Woz on the magic of electronics and computers

At Maker Faire, the legendary Apple co-founder encourages kids to be excited about math, electronics and computing. Photos: Tech makes magic at Maker Faire

SAN MATEO, Calif.--If there's one person who perfectly personifies Maker Faire, it could well be Steve Wozniak.

That's why a standing-room-only crowd had gathered to see him speak at the event Saturday afternoon, and so when he still hadn't shown up five minutes after he was scheduled to appear on the main stage here, there was some concern.

Not to worry. There was a sudden ripple of excitement as the Apple co-founder and all-around computing hero pulled up to the right side of the stage on his Segway.

Wozniak--better known as Woz--is in fact a veteran of Maker Faire, the bacchanalia of do-it-yourself technology, hacking, fire arts, robots, mad scientists and mad crafters that is taking place all weekend in this small town south of San Francisco.

But while Woz last year spent most of the event riding around and playing Segway Polo, he had come this time to fire up those in the audience with romantic and impassioned stories of the power and excitement of mathematics and engineering.

That concept might draw a groan at a lot of gatherings, but at Maker Faire, it was just the right message for a crowd thick with accomplished engineers and hackers, as well as countless would-be Wozes.

"This whole fair represents something that was so prominent when I was young," Wozniak began. "Sit down and make something fun."

As if trying to make up the minutes lost to his late arrival, Woz charged into his speech. He was fired up about the energy that can come--energy that he clearly still gets--from understanding how to manipulate machines.

"Those inspirations, when you get a goal," he said, "it's going to carry with you for the rest of your life."

For him, Woz said, the epiphany of electronics and computers came in fifth grade when he discovered a magazine that spelled out a binary world vision in which everything is made out of ones and zeroes.

"In fifth grade, there was this specialness (that came from science). I just loved learning how to add zeros and ones," Wozniak said. "As a fifth grader, you didn't need higher levels of mathematics."

Wozniak has always been known as a bit of . And he related what might have been his first inspiration for mild mischief.

He said that when he was a kid, he once visited his engineer father's company and found himself charged with flipping a switch that would turn on a bunch of things and start some sort of exciting chain reaction. But he said he grew impatient with waiting for the signal to go, and so he decided to act on his own.

"I went over and flipped the switch," Wozniak recalled. "It was a little early. I guess that was my first prank."

"For me, if I could design things and show them to people, I had something I could talk about."
--Steve Wozniak,
Apple co-founder

Befitting what seemed like the off-the-cuff nature of his talk, Wozniak changed gears rapidly.

He next remembered how, as a school kid, he had not been part of the in-crowd.
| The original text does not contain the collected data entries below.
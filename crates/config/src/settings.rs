//! Main settings module

use config::{Config, Environment, File};
use serde::{Deserialize, Serialize};

use crate::constants::{embeddings, endpoints, graph, llm, rag};
use crate::{ConfigError, GraphConfig};

/// Runtime environment
#[derive(Debug, Clone, Copy, PartialEq, Eq, Serialize, Deserialize, Default)]
#[serde(rename_all = "lowercase")]
pub enum RuntimeEnvironment {
    #[default]
    Development,
    Staging,
    Production,
}

impl RuntimeEnvironment {
    pub fn is_production(&self) -> bool {
        matches!(self, Self::Production)
    }
}

/// Main application settings
#[derive(Debug, Clone, Serialize, Deserialize, Default)]
pub struct Settings {
    #[serde(default)]
    pub environment: RuntimeEnvironment,

    #[serde(default)]
    pub server: ServerConfig,

    /// Completion backend
    #[serde(default)]
    pub llm: LlmSettings,

    #[serde(default)]
    pub embeddings: EmbeddingsConfig,

    /// Knowledge search
    #[serde(default)]
    pub rag: RagConfig,

    /// Conversation store (ScyllaDB)
    #[serde(default)]
    pub persistence: PersistenceConfig,

    #[serde(default)]
    pub observability: ObservabilityConfig,

    /// Graph execution limits
    #[serde(default)]
    pub graph: GraphSettings,

    /// Models, thresholds and prompts
    #[serde(default)]
    pub graph_config: GraphConfig,
}

/// HTTP server configuration
#[derive(Debug, Clone, Serialize, Deserialize)]
pub struct ServerConfig {
    #[serde(default = "default_host")]
    pub host: String,

    #[serde(default = "default_port")]
    pub port: u16,

    /// Whole-request timeout
    #[serde(default = "default_timeout")]
    pub timeout_seconds: u64,

    #[serde(default = "default_true")]
    pub cors_enabled: bool,

    /// Allowed origins; empty allows only http://localhost:3000
    #[serde(default)]
    pub cors_origins: Vec<String>,
}

fn default_host() -> String {
    "0.0.0.0".to_string()
}

fn default_port() -> u16 {
    8080
}

fn default_timeout() -> u64 {
    30
}

fn default_true() -> bool {
    true
}

impl Default for ServerConfig {
    fn default() -> Self {
        Self {
            host: default_host(),
            port: default_port(),
            timeout_seconds: default_timeout(),
            cors_enabled: true,
            cors_origins: Vec::new(),
        }
    }
}

/// OpenAI-compatible completion backend
#[derive(Debug, Clone, Serialize, Deserialize)]
pub struct LlmSettings {
    #[serde(default = "default_llm_endpoint")]
    pub endpoint: String,

    /// Falls back to `OPENAI_API_KEY` when unset
    #[serde(default = "default_api_key")]
    pub api_key: Option<String>,

    #[serde(default = "default_temperature")]
    pub temperature: f32,

    #[serde(default = "default_max_tokens")]
    pub max_tokens: usize,

    #[serde(default = "default_llm_timeout")]
    pub timeout_secs: u64,
}

fn default_llm_endpoint() -> String {
    endpoints::OPENAI_DEFAULT.to_string()
}

fn default_api_key() -> Option<String> {
    std::env::var("OPENAI_API_KEY").ok().filter(|k| !k.is_empty())
}

fn default_temperature() -> f32 {
    llm::DEFAULT_TEMPERATURE
}

fn default_max_tokens() -> usize {
    llm::DEFAULT_MAX_TOKENS
}

fn default_llm_timeout() -> u64 {
    llm::DEFAULT_TIMEOUT_SECS
}

impl Default for LlmSettings {
    fn default() -> Self {
        Self {
            endpoint: default_llm_endpoint(),
            api_key: default_api_key(),
            temperature: default_temperature(),
            max_tokens: default_max_tokens(),
            timeout_secs: default_llm_timeout(),
        }
    }
}

/// Embedding backend
#[derive(Debug, Clone, Serialize, Deserialize)]
pub struct EmbeddingsConfig {
    #[serde(default = "default_llm_endpoint")]
    pub endpoint: String,

    #[serde(default = "default_api_key")]
    pub api_key: Option<String>,

    #[serde(default = "default_embedding_model")]
    pub model: String,

    #[serde(default = "default_embedding_dim")]
    pub dimension: usize,

    #[serde(default = "default_llm_timeout")]
    pub timeout_secs: u64,
}

fn default_embedding_model() -> String {
    embeddings::DEFAULT_MODEL.to_string()
}

fn default_embedding_dim() -> usize {
    embeddings::DEFAULT_DIM
}

impl Default for EmbeddingsConfig {
    fn default() -> Self {
        Self {
            endpoint: default_llm_endpoint(),
            api_key: default_api_key(),
            model: default_embedding_model(),
            dimension: default_embedding_dim(),
            timeout_secs: default_llm_timeout(),
        }
    }
}

/// Knowledge search configuration
#[derive(Debug, Clone, Serialize, Deserialize)]
pub struct RagConfig {
    /// Use Qdrant (false = in-memory knowledge base)
    #[serde(default)]
    pub enabled: bool,

    #[serde(default = "default_qdrant_endpoint")]
    pub qdrant_endpoint: String,

    #[serde(default = "default_collection")]
    pub qdrant_collection: String,

    #[serde(default)]
    pub qdrant_api_key: Option<String>,

    #[serde(default = "default_similarity_threshold")]
    pub similarity_threshold: f32,

    #[serde(default = "default_max_results")]
    pub max_results: usize,

    /// Directory of YAML/JSON knowledge files indexed at startup
    #[serde(default = "default_knowledge_dir")]
    pub knowledge_dir: String,
}

fn default_qdrant_endpoint() -> String {
    endpoints::QDRANT_DEFAULT.to_string()
}

fn default_collection() -> String {
    rag::DEFAULT_COLLECTION.to_string()
}

fn default_similarity_threshold() -> f32 {
    rag::DEFAULT_SIMILARITY_THRESHOLD
}

fn default_max_results() -> usize {
    rag::DEFAULT_MAX_RESULTS
}

fn default_knowledge_dir() -> String {
    rag::DEFAULT_KNOWLEDGE_DIR.to_string()
}

impl Default for RagConfig {
    fn default() -> Self {
        Self {
            enabled: false,
            qdrant_endpoint: default_qdrant_endpoint(),
            qdrant_collection: default_collection(),
            qdrant_api_key: None,
            similarity_threshold: default_similarity_threshold(),
            max_results: default_max_results(),
            knowledge_dir: default_knowledge_dir(),
        }
    }
}

/// Persistence configuration for ScyllaDB
#[derive(Debug, Clone, Serialize, Deserialize)]
pub struct PersistenceConfig {
    /// Enable ScyllaDB persistence (false = in-memory only)
    #[serde(default)]
    pub enabled: bool,

    #[serde(default = "default_scylla_hosts")]
    pub scylla_hosts: Vec<String>,

    #[serde(default = "default_scylla_keyspace")]
    pub keyspace: String,

    #[serde(default = "default_replication_factor")]
    pub replication_factor: u8,
}

fn default_scylla_hosts() -> Vec<String> {
    std::env::var("SCYLLA_HOSTS")
        .map(|s| s.split(',').map(|h| h.trim().to_string()).collect())
        .unwrap_or_else(|_| vec![endpoints::SCYLLA_DEFAULT.to_string()])
}

fn default_scylla_keyspace() -> String {
    std::env::var("SCYLLA_KEYSPACE").unwrap_or_else(|_| "hermes".to_string())
}

fn default_replication_factor() -> u8 {
    1
}

impl Default for PersistenceConfig {
    fn default() -> Self {
        Self {
            enabled: false,
            scylla_hosts: default_scylla_hosts(),
            keyspace: default_scylla_keyspace(),
            replication_factor: default_replication_factor(),
        }
    }
}

/// Logging and metrics
#[derive(Debug, Clone, Serialize, Deserialize)]
pub struct ObservabilityConfig {
    #[serde(default = "default_log_level")]
    pub log_level: String,

    #[serde(default)]
    pub log_json: bool,

    /// Expose `/metrics`
    #[serde(default = "default_true")]
    pub metrics_enabled: bool,
}

fn default_log_level() -> String {
    "info".to_string()
}

impl Default for ObservabilityConfig {
    fn default() -> Self {
        Self {
            log_level: default_log_level(),
            log_json: false,
            metrics_enabled: true,
        }
    }
}

/// Limits applied while running the graph
#[derive(Debug, Clone, Serialize, Deserialize)]
pub struct GraphSettings {
    /// Timeout for each external call
    #[serde(default = "default_collaborator_timeout")]
    pub collaborator_timeout_ms: u64,

    /// Prior exchanges included in the response prompt
    #[serde(default = "default_history_limit")]
    pub history_limit: usize,

    /// Extra attempts for knowledge search and response generation
    #[serde(default = "default_retries")]
    pub retries: u32,
}

fn default_collaborator_timeout() -> u64 {
    graph::DEFAULT_COLLABORATOR_TIMEOUT_MS
}

fn default_history_limit() -> usize {
    graph::DEFAULT_HISTORY_LIMIT
}

fn default_retries() -> u32 {
    graph::DEFAULT_RETRIES
}

impl Default for GraphSettings {
    fn default() -> Self {
        Self {
            collaborator_timeout_ms: default_collaborator_timeout(),
            history_limit: default_history_limit(),
            retries: default_retries(),
        }
    }
}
"(My friends and I) decided early on that we knew electronics. We were a group," he said. "Of course, that set us apart from the other people at school. You know, they were the 'normal' people."

But Wozniak said that he drew power from his knowledge of computers, electronics and engineering--power that, to some degreee, helped him overcome his shyness.

"For me, if I could design things and show them to people, I had something I could talk about," he said. "You always feel good about the things you're good at."

And in the end, he said, it all boiled down to math.

"To this day, when I do magic tricks," he explained as an example, "I like to tell people that I'm not a magician, I'm a mathematician."

That means, he said, that while magicians never reveal how they do their tricks, he enjoys explaining how they work.

He also noted that even though computers are now ubiquitous, that wasn't always the case. His passion for computing in the 1960s and 1970s made him sure he needed to have his own computer.

"I told my dad that sometime I would own my own computer," Wozniak said. "He said they cost as much as a house. So I said, 'Well, then I'll live in an apartment.'"

The point, which he expanded on over the laughter of the crowd, was that he was committed to achieving his goal of having such a machine at a time when almost no one could afford to have one.

And that, in turn, led him in the direction that would eventually make him rich: as the engineering mind behind the founding Apple team.

He recalled that in the early days of the fabled Homebrew Computer Club, there were rumors going around that people were going to soon be able to program their own computers, something unheard of at the time. And he recalled a notion that was just starting to make the rounds, one that continues to fuel the minds of the thousands of people who make Maker Faire a success.

"They said that the guy who knew how to write computer programs was going to be more important in their company than the CEO," he said.